§ **YOUR ASSIGNMENT**
Please copy the entries below word for word.

=== Section Start ===

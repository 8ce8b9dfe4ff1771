//! Store Snapshots
//!
//! Binary dump of an [`EmbeddingStore`] including frequencies.

use bytes::{Buf, BufMut, Bytes, BytesMut};
use std::fs;
use std::path::Path;
use tracing::info;

use crate::error::{Result, SpaceError};
use crate::vector::EmbeddingStore;

/// Snapshot file format (all integers little-endian):
/// - Magic: 4 bytes "WSPS"
/// - Version: 1 byte
/// - Dimension: 4 bytes
/// - Entry count: 4 bytes
/// - Entries: [term_len (4) + term + frequency (8) + dimension * f32]*

const SNAPSHOT_MAGIC: &[u8] = b"WSPS";
const SNAPSHOT_VERSION: u8 = 1;
const HEADER_SIZE: usize = 4 + 1 + 4 + 4;

fn too_large(what: &str, value: usize) -> SpaceError {
    SpaceError::InvalidFormat(format!("{} {} does not fit in a snapshot", what, value))
}

fn truncated(what: &str) -> SpaceError {
    SpaceError::InvalidFormat(format!("Snapshot truncated while reading {}", what))
}

/// Serialize a store
pub fn encode_snapshot(store: &EmbeddingStore) -> Result<Bytes> {
    let dimension = store.dimension();
    let dim32 = u32::try_from(dimension).map_err(|_| too_large("dimension", dimension))?;
    let count32 = u32::try_from(store.len()).map_err(|_| too_large("entry count", store.len()))?;

    let mut buf = BytesMut::with_capacity(HEADER_SIZE + store.len() * (16 + dimension * 4));
    buf.put_slice(SNAPSHOT_MAGIC);
    buf.put_u8(SNAPSHOT_VERSION);
    buf.put_u32_le(dim32);
    buf.put_u32_le(count32);

    for (index, (term, vector)) in store.iter().enumerate() {
        let len = u32::try_from(term.len()).map_err(|_| too_large("term length", term.len()))?;
        buf.put_u32_le(len);
        buf.put_slice(term.as_bytes());
        buf.put_i64_le(store.frequency_at(index));
        for &x in vector {
            buf.put_f32_le(x);
        }
    }

    Ok(buf.freeze())
}

/// Rebuild a store from [`encode_snapshot`] output
pub fn decode_snapshot(mut data: &[u8]) -> Result<EmbeddingStore> {
    if data.remaining() < HEADER_SIZE {
        return Err(truncated("header"));
    }
    if &data[..SNAPSHOT_MAGIC.len()] != SNAPSHOT_MAGIC {
        return Err(SpaceError::InvalidFormat("Invalid snapshot magic".to_string()));
    }
    data.advance(SNAPSHOT_MAGIC.len());

    let version = data.get_u8();
    if version != SNAPSHOT_VERSION {
        return Err(SpaceError::InvalidFormat(format!(
            "Unsupported snapshot version: {}",
            version
        )));
    }

    let dimension = data.get_u32_le() as usize;
    let count = data.get_u32_le() as usize;

    // Smallest possible entry: empty term, frequency, vector.
    let row_bytes = dimension
        .checked_mul(4)
        .ok_or_else(|| truncated("entries"))?;
    let min_entry = row_bytes
        .checked_add(4 + 8)
        .ok_or_else(|| truncated("entries"))?;
    if count > 0 && data.remaining() / min_entry < count {
        return Err(truncated("entries"));
    }

    let mut store = EmbeddingStore::new(dimension);
    let mut vector = Vec::new();

    for _ in 0..count {
        if data.remaining() < 4 {
            return Err(truncated("term length"));
        }
        let term_len = data.get_u32_le() as usize;
        if data.remaining() < term_len.saturating_add(8 + row_bytes) {
            return Err(truncated("entry"));
        }
        let term = String::from_utf8(data[..term_len].to_vec())
            .map_err(|e| SpaceError::InvalidFormat(format!("Term is not UTF-8: {}", e)))?;
        data.advance(term_len);

        let frequency = data.get_i64_le();
        vector.clear();
        vector.extend((0..dimension).map(|_| data.get_f32_le()));

        if store.contains(&term) {
            return Err(SpaceError::InvalidFormat(format!(
                "Duplicate term {:?} in snapshot",
                term
            )));
        }
        store.insert(term.as_str(), &vector)?;
        store.set_frequency(&term, frequency);
    }

    if data.has_remaining() {
        return Err(SpaceError::InvalidFormat(format!(
            "{} trailing bytes after snapshot",
            data.remaining()
        )));
    }
    Ok(store)
}

/// Write a snapshot file
pub fn save_snapshot(store: &EmbeddingStore, path: impl AsRef<Path>) -> Result<()> {
    let path = path.as_ref();
    fs::write(path, encode_snapshot(store)?)?;
    info!("Saved snapshot of {} terms to {}", store.len(), path.display());
    Ok(())
}

/// Read a snapshot file
pub fn load_snapshot(path: impl AsRef<Path>) -> Result<EmbeddingStore> {
    let path = path.as_ref();
    let store = decode_snapshot(&fs::read(path)?)?;
    info!("Loaded snapshot of {} terms from {}", store.len(), path.display());
    Ok(store)
}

=== Section End ===

§ **OUTPUT BELOW**
repository 8ce8b9dfe4ff1771
//! Store Snapshots
//!
//! Binary dump of an [`EmbeddingStore`] including frequencies.

use bytes::{Buf, BufMut, Bytes, BytesMut};
use std::fs;
use std::path::Path;
use tracing::info;

use crate::error::{Result, SpaceError};
use crate::vector::EmbeddingStore;

/// Snapshot file format (all integers little-endian):
/// - Magic: 4 bytes "WSPS"
/// - Version: 1 byte
/// - Dimension: 4 bytes
/// - Entry count: 4 bytes
/// - Entries: [term_len (4) + term + frequency (8) + dimension * f32]*

const SNAPSHOT_MAGIC: &[u8] = b"WSPS";
const SNAPSHOT_VERSION: u8 = 1;
const HEADER_SIZE: usize = 4 + 1 + 4 + 4;

fn too_large(what: &str, value: usize) -> SpaceError {
    SpaceError::InvalidFormat(format!("{} {} does not fit in a snapshot", what, value))
}

fn truncated(what: &str) -> SpaceError {
    SpaceError::InvalidFormat(format!("Snapshot truncated while reading {}", what))
}

/// Serialize a store
pub fn encode_snapshot(store: &EmbeddingStore) -> Result<Bytes> {
    let dimension = store.dimension();
    let dim32 = u32::try_from(dimension).map_err(|_| too_large("dimension", dimension))?;
    let count32 = u32::try_from(store.len()).map_err(|_| too_large("entry count", store.len()))?;

    let mut buf = BytesMut::with_capacity(HEADER_SIZE + store.len() * (16 + dimension * 4));
    buf.put_slice(SNAPSHOT_MAGIC);
    buf.put_u8(SNAPSHOT_VERSION);
    buf.put_u32_le(dim32);
    buf.put_u32_le(count32);

    for (index, (term, vector)) in store.iter().enumerate() {
        let len = u32::try_from(term.len()).map_err(|_| too_large("term length", term.len()))?;
        buf.put_u32_le(len);
        buf.put_slice(term.as_bytes());
        buf.put_i64_le(store.frequency_at(index));
        for &x in vector {
            buf.put_f32_le(x);
        }
    }

    Ok(buf.freeze())
}

/// Rebuild a store from [`encode_snapshot`] output
pub fn decode_snapshot(mut data: &[u8]) -> Result<EmbeddingStore> {
    if data.remaining() < HEADER_SIZE {
        return Err(truncated("header"));
    }
    if &data[..SNAPSHOT_MAGIC.len()] != SNAPSHOT_MAGIC {
        return Err(SpaceError::InvalidFormat("Invalid snapshot magic".to_string()));
    }
    data.advance(SNAPSHOT_MAGIC.len());

    let version = data.get_u8();
    if version != SNAPSHOT_VERSION {
        return Err(SpaceError::InvalidFormat(format!(
            "Unsupported snapshot version: {}",
            version
        )));
    }

    let dimension = data.get_u32_le() as usize;
    let count = data.get_u32_le() as usize;

    // Smallest possible entry: empty term, frequency, vector.
    let row_bytes = dimension
        .checked_mul(4)
        .ok_or_else(|| truncated("entries"))?;
    let min_entry = row_bytes
        .checked_add(4 + 8)
        .ok_or_else(|| truncated("entries"))?;
    if count > 0 && data.remaining() / min_entry < count {
        return Err(truncated("entries"));
    }

    let mut store = EmbeddingStore::new(dimension);
    let mut vector = Vec::new();

    for _ in 0..count {
        if data.remaining() < 4 {
            return Err(truncated("term length"));
        }
        let term_len = data.get_u32_le() as usize;
        if data.remaining() < term_len.saturating_add(8 + row_bytes) {
            return Err(truncated("entry"));
        }
        let term = String::from_utf8(data[..term_len].to_vec())
            .map_err(|e| SpaceError::InvalidFormat(format!("Term is not UTF-8: {}", e)))?;
        data.advance(term_len);

        let frequency = data.get_i64_le();
        vector.clear();
        vector.extend((0..dimension).map(|_| data.get_f32_le()));

        if store.contains(&term) {
            return Err(SpaceError::InvalidFormat(format!(
                "Duplicate term {:?} in snapshot",
                term
            )));
        }
        store.insert(term.as_str(), &vector)?;
        store.set_frequency(&term, frequency);
    }

    if data.has_remaining() {
        return Err(SpaceError::InvalidFormat(format!(
            "{} trailing bytes after snapshot",
            data.remaining()
        )));
    }
    Ok(store)
}

/// Write a snapshot file
pub fn save_snapshot(store: &EmbeddingStore, path: impl AsRef<Path>) -> Result<()> {
    let path = path.as_ref();
    fs::write(path, encode_snapshot(store)?)?;
    info!("Saved snapshot of {} terms to {}", store.len(), path.display());
    Ok(())
}

/// Read a snapshot file
pub fn load_snapshot(path: impl AsRef<Path>) -> Result<EmbeddingStore> {
    let path = path.as_ref();
    let store = decode_snapshot(&fs::read(path)?)?;
    info!("Loaded snapshot of {} terms from {}", store.len(), path.display());
    Ok(store)
}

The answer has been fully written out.